◆ **Dataset entries**:
****

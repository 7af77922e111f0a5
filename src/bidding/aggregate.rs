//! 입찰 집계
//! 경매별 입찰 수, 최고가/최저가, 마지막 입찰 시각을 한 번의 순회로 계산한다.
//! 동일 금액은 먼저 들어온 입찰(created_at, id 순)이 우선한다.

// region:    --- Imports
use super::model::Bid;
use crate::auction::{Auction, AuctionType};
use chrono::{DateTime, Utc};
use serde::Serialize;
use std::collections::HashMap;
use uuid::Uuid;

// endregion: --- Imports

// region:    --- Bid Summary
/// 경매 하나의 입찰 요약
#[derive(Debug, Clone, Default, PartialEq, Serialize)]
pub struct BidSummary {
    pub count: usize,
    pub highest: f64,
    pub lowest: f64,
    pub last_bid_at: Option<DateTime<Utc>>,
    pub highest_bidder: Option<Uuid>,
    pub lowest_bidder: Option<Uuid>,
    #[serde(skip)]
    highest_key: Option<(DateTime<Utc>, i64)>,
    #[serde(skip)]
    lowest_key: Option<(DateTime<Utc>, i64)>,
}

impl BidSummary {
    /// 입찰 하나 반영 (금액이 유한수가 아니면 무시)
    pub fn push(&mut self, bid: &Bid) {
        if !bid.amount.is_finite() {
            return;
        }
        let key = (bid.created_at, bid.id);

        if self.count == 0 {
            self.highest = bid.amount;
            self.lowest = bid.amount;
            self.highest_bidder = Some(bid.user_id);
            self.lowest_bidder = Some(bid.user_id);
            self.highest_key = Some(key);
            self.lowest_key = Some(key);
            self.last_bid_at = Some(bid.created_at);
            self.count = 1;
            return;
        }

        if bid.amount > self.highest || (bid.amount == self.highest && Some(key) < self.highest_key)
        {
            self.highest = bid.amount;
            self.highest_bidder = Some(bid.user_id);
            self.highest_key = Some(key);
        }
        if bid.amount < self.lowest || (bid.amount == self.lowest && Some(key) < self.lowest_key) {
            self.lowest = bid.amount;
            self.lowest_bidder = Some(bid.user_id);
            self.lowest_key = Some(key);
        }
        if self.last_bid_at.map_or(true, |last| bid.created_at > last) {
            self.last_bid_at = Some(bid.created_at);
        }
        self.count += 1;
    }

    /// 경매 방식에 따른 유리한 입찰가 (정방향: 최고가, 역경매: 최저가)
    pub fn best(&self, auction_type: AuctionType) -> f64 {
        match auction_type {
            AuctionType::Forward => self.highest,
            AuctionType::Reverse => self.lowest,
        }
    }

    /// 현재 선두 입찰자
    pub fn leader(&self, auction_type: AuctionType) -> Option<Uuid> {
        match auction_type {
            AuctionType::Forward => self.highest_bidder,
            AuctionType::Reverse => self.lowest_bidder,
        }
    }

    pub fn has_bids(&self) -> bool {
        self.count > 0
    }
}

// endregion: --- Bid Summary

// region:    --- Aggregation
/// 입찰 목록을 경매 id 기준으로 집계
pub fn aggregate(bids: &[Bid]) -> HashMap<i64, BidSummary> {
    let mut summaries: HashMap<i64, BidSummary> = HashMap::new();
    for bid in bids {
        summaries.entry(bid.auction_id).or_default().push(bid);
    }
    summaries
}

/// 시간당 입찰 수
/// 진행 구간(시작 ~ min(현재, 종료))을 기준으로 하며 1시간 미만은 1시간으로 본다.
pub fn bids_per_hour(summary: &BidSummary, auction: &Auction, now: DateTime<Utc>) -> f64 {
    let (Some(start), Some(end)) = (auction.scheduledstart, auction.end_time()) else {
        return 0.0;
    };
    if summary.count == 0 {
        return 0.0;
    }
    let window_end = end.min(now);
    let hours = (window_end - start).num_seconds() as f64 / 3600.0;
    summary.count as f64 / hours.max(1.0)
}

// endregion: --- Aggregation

****

◆ **TASK DESCRIPTION**:
Examine the data above and state how many of its lines contain the word "HashMap", with no further remarks.

◆ **WORKED SOLUTION**:
3